PaydayUK is a member of the Consumer Finance Association and their guidelines state:
“Make sure you understand if there are additional charges should you fail to make a repayment on time. You need to know how much these costs are, and how they will affect your circumstances. Again, if your lender does not make this crystal clear – look elsewhere!”
Having looked at the site and having read the ‘payday loan conditions’ and ‘our charges’ pages on the site I am unable to confirm what the penalties are for not keeping up with repayments, though the site generally looks fairly compliant. I note there is a loan deferral option, but it is unclear what the charge for this is.
QuickQuid offers a variable rate based upon your risk profile – this ranges between 819.12% and 2,222.46% with repayment up to 2 payday cycles.

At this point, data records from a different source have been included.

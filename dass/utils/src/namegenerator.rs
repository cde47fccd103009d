use crate::Id;
use std::collections::{HashMap, HashSet};

/// Simple HashMap-based name generator that generates new names for each
/// prefix.
#[derive(Clone, Debug, Default)]
pub struct NameGenerator {
    name_hash: HashMap<Id, i64>,
    generated_names: HashSet<Id>,
}

impl NameGenerator {
    /// Create a NameGenerator where `names` are already defined so that this generator
    /// will never generate those names.
    pub fn with_prev_defined_names(names: HashSet<Id>) -> Self {
        NameGenerator {
            generated_names: names,
            name_hash: HashMap::default(),
        }
    }

    /// Add generated names
    pub fn add_names(&mut self, names: impl IntoIterator<Item = Id>) {
        self.generated_names.extend(names)
    }

    /// Returns a new name that starts with `prefix`.
    /// For example:
    /// ```
    /// # use dass_utils::NameGenerator;
    /// let mut namegen = NameGenerator::default();
    /// assert_eq!(namegen.gen_name("tmp"), "tmp");
    /// assert_eq!(namegen.gen_name("tmp"), "tmp0");
    /// ```
    pub fn gen_name<S>(&mut self, prefix: S) -> Id
    where
        S: Into<Id>,
    {
        let mut cur_prefix: Id = prefix.into();
        loop {
            // Insert default value for this prefix if there is no entry.
            let count = self
                .name_hash
                .entry(cur_prefix)
                .and_modify(|v| *v += 1)
                .or_insert(-1);

            let name = if *count == -1 {
                cur_prefix
            } else {
                Id::from(cur_prefix.to_string() + &count.to_string())
            };

            // If we've not generated this name before, return it.
            if !self.generated_names.contains(&name) {
                self.generated_names.insert(name);
                return name;
            }

            // If the name was generated before, use the current name as the prefix.
            cur_prefix = name;
        }
    }

    /// Returns `prefix` followed by the smallest counter value that has not
    /// been handed out and does not collide with a known name. Always carries
    /// a counter, so the first call for `ssFunc_` yields `ssFunc_0`.
    pub fn gen_indexed<S>(&mut self, prefix: S) -> Id
    where
        S: Into<Id>,
    {
        let prefix: Id = prefix.into();
        let count = self.name_hash.entry(prefix).or_insert(0);
        loop {
            let name = Id::from(format!("{prefix}{count}"));
            *count += 1;
            if self.generated_names.insert(name) {
                return name;
            }
        }
    }
}
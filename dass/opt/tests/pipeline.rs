use dass_ir::{
    Argument, Builder, Context, DASS_SS, Function, ICmpPred, Interpreter,
    LoopMetadata, LoopNest, Type, Val, Value,
};
use dass_opt::pass_manager::PassManager;

/// ```text
/// L1: for i in 0..4
///   L2: for j in 0..8
///     A[j] = A[j] + i
/// ```
fn kernel() -> Function {
    let mut f = Function::new(
        "kernel",
        vec![Argument {
            name: "A".into(),
            ty: Type::Int(32).ptr_to(),
        }],
    );
    let mut b = Builder::new(&mut f);
    let entry = b.add_block("entry");
    let outer = b.add_block("outer");
    let inner = b.add_block("inner");
    let latch = b.add_block("outer.latch");
    let exit = b.add_block("exit");
    b.set_loop_md(outer, LoopMetadata::named("L1"));
    b.set_loop_md(inner, LoopMetadata::named("L2"));

    b.set_insert_point(entry);
    b.br(outer);
    b.set_insert_point(outer);
    let i = b.phi(Type::Int(32), &[(entry, Value::int(32, 0))]);
    b.br(inner);

    b.set_insert_point(inner);
    let j = b.phi(Type::Int(32), &[(outer, Value::int(32, 0))]);
    let p = b.gep(Value::Arg(0), j.into());
    let v = b.load(p.into());
    let v = b.add(v.into(), i.into());
    b.store(v.into(), p.into());
    let j1 = b.add(j.into(), Value::int(32, 1));
    b.add_incoming(j, inner, j1.into());
    let c = b.icmp(ICmpPred::Eq, j1.into(), Value::int(32, 8));
    b.cond_br(c.into(), latch, inner);

    b.set_insert_point(latch);
    let i1 = b.add(i.into(), Value::int(32, 1));
    b.add_incoming(i, latch, i1.into());
    let c = b.icmp(ICmpPred::Eq, i1.into(), Value::int(32, 4));
    b.cond_br(c.into(), exit, outer);
    b.set_insert_point(exit);
    b.ret(None);
    f
}

fn run_kernel(funcs: &[Function]) -> Vec<Val> {
    let mut interp = Interpreter::new(funcs);
    let data = (0..8).map(|x| Val::int(32, x * 10)).collect();
    let a = interp.memory.alloc_with(data);
    interp.call("kernel", &[a]).unwrap();
    interp.memory.array(a).unwrap().to_vec()
}

fn plan(passes: &[&str]) -> Vec<String> {
    passes.iter().map(|p| p.to_string()).collect()
}

#[test]
fn default_pipeline_outlines_the_nest() {
    let expected = run_kernel(&[kernel()]);
    let dir = tempfile::tempdir().unwrap();
    let path = dir.path().join("offsets.txt");

    let mut ctx = Context::new(vec![kernel()]);
    ctx.extra_opts = vec![
        format!("port-offsets:file={}", path.display()),
        "static-loops-cf:top=kernel".to_string(),
    ];
    let pm = PassManager::default_passes().unwrap();
    pm.execute_plan(&mut ctx, &plan(&["all"]), &[], false).unwrap();
    assert!(ctx.validate().is_ok());

    let nest = ctx
        .functions
        .iter()
        .find(|f| f.name != "kernel")
        .unwrap();
    assert_eq!(nest.attributes.get(DASS_SS).map(String::as_str), Some("0"));
    assert!(LoopNest::new(nest).by_name("L1").is_some());

    let top = ctx.find("kernel").unwrap();
    assert!(top.is_static());
    assert!(LoopNest::new(top).is_empty());
    assert_eq!(run_kernel(&ctx.functions), expected);

    let table = std::fs::read_to_string(path).unwrap();
    assert!(table.contains("Function: kernel, "));
    assert!(table.contains(&format!("Function: {}, ", nest.name)));
}

#[test]
fn excluded_passes_do_not_run() {
    let mut ctx = Context::new(vec![kernel()]);
    let pm = PassManager::default_passes().unwrap();
    pm.execute_plan(
        &mut ctx,
        &plan(&["dass"]),
        &plan(&["static-loops-mem"]),
        false,
    )
    .unwrap();
    assert_eq!(ctx.functions.len(), 1);
    assert!(!ctx.functions[0].has_calls());
}

#[test]
fn unknown_passes_are_rejected() {
    let mut ctx = Context::new(vec![kernel()]);
    let pm = PassManager::default_passes().unwrap();
    let res = pm.execute_plan(&mut ctx, &plan(&["unroll"]), &[], false);
    assert!(res.is_err());
}

#[test]
fn help_lists_passes_and_aliases() {
    let pm = PassManager::default_passes().unwrap();
    let help = pm.complete_help();
    for pass in [
        "static-islands",
        "static-loops-mem",
        "static-loops-cf",
        "loop-interchange",
        "port-offsets",
    ] {
        assert!(help.contains(pass), "{pass} missing from help");
    }
    assert!(help.contains(
        "- all: static-islands, static-loops-mem, static-loops-cf, \
         loop-interchange, port-offsets"
    ));
    let alias = pm.specific_help("dass").unwrap();
    assert!(alias.starts_with("`dass' is an alias"));
}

You can extend your loan a maximum of five times, which are when things get really expensive.
The typical APR on Wonga is 2,689% and I note that you have borrowed well in excess of their first advance figure of £400. Wonga do have a section about failed payments and their charges and accrued interest on their site.
Payday loans are absolutely the final stage before taking professional debt advice. You may have other debts to pay, some of which may be priority creditors. I note that Wonga promote service for borrowing money to pay priority creditors like council tax. If you are at that stage then you need a debt solution. The relatively low level of debt involved may govern what solution is best for you.
4:How long after making yourself bankrupt is it cleared from your credit scoring? And after 5 years, do you have to inform potential creditors of your bankruptcy when opening a bank account or completing other credit transactions?
Thursday 8th July 2010
The EuroDebt site has good responses to your questions at http://www.eurodebt.com/faqs.asp#q22. Information is normally held on your credit file for 6 years from the date of the bankruptcy order – despite the fact that you may be discharged after 12 months. Once the bankruptcy is deleted from your credit file you do not need to volunteer the information, though some creditors will ask whether you have ever been subject to bankruptcy proceedings. This may apply to employers as well.
5:My friend was sold a secured loan at the age of 69 to last 15 years. He borrowed £44,000 and they want at least £66,000 to clear. He is desperate to retire. Other than to sell or home reversion, does he have any other choice?
Wednesday 16th June 2010
A Debt Management Plan or an IVA wouldn’t assist with the Secured Loan. If your friend wants to stay in his property then you are really looking at either a lifetime mortgage (equity release) or sale & rent back. Both would require a meeting with a specialist financial advisor and would require that outstanding secured borrowing can be cleared as part of the transaction. I am not clear why the redemption figure is so high, this may need to be reviewed, as it looks excessive. Both of the options proposed would reduce monthly commitments, potentially providing some offset to the loss of income from retirement.